### MATERIAL PROVIDED

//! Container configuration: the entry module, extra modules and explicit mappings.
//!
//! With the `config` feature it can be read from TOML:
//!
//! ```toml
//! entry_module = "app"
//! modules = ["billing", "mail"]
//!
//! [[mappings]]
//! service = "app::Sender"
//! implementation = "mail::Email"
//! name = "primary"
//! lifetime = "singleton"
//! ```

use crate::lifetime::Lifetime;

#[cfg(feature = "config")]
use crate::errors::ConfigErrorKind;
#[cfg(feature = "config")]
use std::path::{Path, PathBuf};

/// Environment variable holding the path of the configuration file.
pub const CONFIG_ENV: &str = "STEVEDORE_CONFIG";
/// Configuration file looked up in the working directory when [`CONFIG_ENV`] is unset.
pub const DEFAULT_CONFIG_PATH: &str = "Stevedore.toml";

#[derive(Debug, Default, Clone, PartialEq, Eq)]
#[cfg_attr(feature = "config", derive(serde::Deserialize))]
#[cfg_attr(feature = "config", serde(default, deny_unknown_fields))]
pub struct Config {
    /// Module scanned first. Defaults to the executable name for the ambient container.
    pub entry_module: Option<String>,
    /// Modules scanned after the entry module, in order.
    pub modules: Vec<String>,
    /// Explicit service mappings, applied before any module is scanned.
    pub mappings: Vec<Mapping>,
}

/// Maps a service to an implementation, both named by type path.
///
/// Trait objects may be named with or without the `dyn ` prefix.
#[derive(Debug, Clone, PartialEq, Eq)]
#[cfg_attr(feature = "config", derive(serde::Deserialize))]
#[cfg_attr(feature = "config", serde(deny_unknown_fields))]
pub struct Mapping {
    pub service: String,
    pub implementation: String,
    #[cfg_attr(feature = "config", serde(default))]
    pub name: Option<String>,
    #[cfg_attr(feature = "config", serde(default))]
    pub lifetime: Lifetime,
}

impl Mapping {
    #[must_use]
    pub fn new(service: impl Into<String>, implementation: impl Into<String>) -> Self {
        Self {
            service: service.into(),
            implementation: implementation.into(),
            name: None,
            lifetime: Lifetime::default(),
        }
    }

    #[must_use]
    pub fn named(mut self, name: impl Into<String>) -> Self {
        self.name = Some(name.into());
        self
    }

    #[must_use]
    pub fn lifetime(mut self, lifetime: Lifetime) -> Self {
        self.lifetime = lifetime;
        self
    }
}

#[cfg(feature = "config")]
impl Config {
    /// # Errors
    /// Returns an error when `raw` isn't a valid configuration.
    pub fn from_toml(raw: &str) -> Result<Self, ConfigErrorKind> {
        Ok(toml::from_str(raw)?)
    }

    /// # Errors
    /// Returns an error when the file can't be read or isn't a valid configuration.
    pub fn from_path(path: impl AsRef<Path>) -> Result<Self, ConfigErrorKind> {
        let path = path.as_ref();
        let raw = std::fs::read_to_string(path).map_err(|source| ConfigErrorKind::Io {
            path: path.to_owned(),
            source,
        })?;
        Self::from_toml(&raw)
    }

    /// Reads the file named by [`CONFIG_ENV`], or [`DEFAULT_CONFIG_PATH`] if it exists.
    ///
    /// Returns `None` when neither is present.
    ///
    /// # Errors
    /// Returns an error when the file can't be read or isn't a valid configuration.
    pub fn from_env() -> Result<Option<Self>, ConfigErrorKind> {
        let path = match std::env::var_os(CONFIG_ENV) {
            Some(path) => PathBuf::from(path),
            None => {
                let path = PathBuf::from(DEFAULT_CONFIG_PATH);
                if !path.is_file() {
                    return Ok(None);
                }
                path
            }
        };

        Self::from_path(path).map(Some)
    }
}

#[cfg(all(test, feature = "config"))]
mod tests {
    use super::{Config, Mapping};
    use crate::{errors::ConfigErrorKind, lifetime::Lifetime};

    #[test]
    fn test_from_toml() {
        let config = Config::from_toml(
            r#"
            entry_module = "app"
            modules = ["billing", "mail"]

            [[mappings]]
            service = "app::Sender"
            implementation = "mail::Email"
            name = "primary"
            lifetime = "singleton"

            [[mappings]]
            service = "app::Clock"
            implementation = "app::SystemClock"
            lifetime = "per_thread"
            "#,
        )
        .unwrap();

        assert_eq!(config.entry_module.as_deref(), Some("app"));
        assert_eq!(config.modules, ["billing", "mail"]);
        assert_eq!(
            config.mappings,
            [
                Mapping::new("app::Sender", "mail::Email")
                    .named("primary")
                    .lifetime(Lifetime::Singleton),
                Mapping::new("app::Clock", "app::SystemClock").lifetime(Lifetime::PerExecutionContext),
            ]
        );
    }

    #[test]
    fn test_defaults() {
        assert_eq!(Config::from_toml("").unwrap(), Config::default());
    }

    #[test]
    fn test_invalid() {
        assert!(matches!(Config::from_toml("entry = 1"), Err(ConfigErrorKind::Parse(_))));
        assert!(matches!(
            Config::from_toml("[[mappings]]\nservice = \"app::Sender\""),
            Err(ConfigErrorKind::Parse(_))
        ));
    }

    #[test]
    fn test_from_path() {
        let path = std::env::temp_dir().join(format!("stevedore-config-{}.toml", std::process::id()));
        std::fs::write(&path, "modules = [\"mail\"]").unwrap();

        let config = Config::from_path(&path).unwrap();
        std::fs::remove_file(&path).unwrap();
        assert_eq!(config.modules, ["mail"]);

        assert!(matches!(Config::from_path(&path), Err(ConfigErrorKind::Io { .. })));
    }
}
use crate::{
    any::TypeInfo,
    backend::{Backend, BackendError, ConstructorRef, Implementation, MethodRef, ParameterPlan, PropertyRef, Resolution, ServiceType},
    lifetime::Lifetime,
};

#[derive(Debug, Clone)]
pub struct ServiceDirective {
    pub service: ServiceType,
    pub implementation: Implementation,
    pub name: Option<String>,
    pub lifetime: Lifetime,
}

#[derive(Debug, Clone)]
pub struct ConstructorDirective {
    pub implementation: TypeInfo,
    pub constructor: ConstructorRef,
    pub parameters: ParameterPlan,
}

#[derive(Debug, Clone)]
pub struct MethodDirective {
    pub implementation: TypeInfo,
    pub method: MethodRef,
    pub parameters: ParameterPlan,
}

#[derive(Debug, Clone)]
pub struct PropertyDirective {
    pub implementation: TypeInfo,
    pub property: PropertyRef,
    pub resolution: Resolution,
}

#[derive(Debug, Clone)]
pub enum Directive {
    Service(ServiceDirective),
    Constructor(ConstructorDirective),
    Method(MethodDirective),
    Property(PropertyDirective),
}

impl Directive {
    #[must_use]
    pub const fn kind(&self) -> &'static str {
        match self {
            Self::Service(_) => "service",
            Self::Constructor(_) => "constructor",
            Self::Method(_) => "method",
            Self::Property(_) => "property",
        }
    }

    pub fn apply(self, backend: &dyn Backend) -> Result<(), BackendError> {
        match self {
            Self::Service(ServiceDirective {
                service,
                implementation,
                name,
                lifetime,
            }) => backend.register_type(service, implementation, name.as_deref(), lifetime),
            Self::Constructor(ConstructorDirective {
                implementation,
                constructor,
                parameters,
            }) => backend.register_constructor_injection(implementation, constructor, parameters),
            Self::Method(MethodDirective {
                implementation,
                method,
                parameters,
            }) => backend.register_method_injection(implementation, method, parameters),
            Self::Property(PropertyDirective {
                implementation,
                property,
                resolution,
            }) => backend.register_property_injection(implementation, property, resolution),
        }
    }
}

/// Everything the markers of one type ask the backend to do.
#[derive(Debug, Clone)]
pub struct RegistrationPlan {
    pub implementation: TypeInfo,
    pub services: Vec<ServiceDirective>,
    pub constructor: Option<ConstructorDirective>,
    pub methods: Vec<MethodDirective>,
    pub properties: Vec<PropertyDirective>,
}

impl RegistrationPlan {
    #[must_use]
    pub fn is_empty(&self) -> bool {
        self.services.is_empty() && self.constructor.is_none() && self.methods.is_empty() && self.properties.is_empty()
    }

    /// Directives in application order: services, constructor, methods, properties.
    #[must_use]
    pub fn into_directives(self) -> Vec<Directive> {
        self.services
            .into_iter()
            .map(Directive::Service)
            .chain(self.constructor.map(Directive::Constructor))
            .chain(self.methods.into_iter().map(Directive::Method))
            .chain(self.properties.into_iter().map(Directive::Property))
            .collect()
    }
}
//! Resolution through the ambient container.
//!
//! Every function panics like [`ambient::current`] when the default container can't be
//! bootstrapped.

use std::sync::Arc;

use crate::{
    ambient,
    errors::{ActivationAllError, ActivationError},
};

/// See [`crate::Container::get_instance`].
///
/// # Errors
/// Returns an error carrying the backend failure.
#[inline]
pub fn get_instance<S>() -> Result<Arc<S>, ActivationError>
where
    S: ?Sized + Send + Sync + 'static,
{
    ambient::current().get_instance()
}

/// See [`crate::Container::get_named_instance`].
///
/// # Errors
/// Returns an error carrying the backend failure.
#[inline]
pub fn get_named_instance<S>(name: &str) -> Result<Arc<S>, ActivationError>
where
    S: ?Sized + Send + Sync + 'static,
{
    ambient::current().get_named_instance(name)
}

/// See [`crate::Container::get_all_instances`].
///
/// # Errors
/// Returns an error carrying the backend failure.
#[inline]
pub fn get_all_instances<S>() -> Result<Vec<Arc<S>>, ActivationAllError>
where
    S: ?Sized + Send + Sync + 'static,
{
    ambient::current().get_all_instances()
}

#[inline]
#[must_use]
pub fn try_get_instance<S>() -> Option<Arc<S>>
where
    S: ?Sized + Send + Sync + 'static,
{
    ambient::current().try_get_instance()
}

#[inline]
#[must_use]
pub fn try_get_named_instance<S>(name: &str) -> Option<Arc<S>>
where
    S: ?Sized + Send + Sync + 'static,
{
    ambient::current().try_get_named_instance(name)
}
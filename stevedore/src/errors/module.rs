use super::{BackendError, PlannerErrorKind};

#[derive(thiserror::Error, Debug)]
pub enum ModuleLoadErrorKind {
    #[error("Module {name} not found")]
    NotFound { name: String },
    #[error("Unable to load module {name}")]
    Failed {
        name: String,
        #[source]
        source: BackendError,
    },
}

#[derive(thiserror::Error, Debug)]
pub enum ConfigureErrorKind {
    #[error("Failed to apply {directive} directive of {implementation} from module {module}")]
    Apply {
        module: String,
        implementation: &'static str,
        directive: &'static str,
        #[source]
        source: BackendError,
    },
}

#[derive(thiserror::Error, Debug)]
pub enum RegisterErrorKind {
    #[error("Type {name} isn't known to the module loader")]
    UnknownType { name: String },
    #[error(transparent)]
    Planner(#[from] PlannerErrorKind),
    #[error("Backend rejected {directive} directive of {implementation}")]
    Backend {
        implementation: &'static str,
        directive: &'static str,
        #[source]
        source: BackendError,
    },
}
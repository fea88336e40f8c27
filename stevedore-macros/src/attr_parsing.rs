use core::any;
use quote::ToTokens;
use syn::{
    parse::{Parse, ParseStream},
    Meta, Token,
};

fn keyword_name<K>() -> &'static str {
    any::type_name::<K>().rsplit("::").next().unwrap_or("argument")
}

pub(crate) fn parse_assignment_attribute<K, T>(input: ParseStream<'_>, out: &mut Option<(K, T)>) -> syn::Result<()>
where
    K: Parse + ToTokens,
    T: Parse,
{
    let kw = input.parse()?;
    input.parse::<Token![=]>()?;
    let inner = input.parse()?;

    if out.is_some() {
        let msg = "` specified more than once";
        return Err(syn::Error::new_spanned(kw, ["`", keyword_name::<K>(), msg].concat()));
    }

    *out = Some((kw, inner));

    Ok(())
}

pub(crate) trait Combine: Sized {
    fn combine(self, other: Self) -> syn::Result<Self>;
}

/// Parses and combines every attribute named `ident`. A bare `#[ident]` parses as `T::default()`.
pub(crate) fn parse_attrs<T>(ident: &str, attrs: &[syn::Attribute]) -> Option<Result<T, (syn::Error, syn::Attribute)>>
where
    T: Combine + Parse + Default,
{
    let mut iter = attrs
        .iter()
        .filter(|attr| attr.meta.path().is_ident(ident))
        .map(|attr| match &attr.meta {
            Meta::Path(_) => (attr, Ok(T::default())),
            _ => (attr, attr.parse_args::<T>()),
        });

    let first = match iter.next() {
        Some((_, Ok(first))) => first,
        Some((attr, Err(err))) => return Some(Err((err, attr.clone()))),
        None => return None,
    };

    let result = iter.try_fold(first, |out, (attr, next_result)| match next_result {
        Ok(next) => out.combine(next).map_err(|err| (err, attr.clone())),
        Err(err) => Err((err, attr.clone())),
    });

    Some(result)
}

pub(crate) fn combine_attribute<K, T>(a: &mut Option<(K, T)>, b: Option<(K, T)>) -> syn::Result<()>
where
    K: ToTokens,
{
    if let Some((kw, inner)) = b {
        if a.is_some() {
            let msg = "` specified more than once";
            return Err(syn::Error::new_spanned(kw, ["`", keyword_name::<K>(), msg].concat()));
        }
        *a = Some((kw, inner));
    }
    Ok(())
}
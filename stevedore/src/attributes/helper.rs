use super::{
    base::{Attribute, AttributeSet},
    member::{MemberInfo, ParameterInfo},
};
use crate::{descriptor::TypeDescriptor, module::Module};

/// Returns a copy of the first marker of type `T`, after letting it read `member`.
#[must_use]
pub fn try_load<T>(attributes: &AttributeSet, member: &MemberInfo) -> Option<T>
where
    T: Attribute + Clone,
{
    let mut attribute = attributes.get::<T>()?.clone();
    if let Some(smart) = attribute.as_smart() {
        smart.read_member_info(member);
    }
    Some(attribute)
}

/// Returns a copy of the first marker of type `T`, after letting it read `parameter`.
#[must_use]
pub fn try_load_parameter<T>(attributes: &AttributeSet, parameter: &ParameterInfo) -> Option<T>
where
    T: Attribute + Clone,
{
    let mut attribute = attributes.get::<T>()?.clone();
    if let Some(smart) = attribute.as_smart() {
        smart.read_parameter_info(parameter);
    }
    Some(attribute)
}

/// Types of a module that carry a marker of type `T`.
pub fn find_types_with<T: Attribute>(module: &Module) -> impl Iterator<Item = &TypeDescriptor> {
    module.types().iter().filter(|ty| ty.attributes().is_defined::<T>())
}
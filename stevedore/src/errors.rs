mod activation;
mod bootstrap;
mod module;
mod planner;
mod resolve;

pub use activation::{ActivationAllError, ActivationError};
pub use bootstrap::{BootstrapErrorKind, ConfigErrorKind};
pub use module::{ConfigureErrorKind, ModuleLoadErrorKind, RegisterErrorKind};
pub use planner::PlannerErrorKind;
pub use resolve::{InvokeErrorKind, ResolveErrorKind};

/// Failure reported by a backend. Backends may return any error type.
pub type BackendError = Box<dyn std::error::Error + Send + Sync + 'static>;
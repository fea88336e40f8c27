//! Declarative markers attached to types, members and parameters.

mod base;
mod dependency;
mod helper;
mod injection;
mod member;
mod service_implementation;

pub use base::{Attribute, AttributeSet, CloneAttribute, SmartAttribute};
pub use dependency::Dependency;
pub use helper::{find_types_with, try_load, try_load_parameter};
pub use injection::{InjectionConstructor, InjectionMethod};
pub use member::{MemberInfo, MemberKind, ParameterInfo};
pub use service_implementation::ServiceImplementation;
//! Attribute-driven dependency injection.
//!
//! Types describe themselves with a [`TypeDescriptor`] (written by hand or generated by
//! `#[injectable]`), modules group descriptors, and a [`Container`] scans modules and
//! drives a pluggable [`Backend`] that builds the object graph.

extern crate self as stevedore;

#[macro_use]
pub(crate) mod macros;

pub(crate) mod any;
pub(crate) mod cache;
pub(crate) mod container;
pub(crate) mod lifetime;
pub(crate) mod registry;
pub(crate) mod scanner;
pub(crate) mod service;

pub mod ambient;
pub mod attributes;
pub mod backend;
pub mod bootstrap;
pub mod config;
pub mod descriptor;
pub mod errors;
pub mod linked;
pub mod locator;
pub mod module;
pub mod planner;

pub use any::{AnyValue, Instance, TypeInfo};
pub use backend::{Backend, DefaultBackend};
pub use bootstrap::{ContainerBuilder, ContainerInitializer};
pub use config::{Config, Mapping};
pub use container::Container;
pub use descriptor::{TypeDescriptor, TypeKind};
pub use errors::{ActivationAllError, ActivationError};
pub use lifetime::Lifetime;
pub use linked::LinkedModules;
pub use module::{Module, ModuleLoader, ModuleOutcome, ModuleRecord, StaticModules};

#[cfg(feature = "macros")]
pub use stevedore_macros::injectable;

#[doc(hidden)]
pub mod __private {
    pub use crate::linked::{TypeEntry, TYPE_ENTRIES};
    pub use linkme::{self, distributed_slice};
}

######

■ **EXERCISE DIRECTIONS**: Start at the first line of the material and transcribe each line exactly, stopping once the line containing "use crate::errors::ConfigErrorKind;" has been written.

■ **ANSWER BOX**:
//! Container configuration: the entry module, extra modules and explicit mappings.
//!
//! With the `config` feature it can be read from TOML:
//!
//! ```toml
//! entry_module = "app"
//! modules = ["billing", "mail"]
//!
//! [[mappings]]
//! service = "app::Sender"
//! implementation = "mail::Email"
//! name = "primary"
//! lifetime = "singleton"
//! ```

use crate::lifetime::Lifetime;

#[cfg(feature = "config")]
use crate::errors::ConfigErrorKind;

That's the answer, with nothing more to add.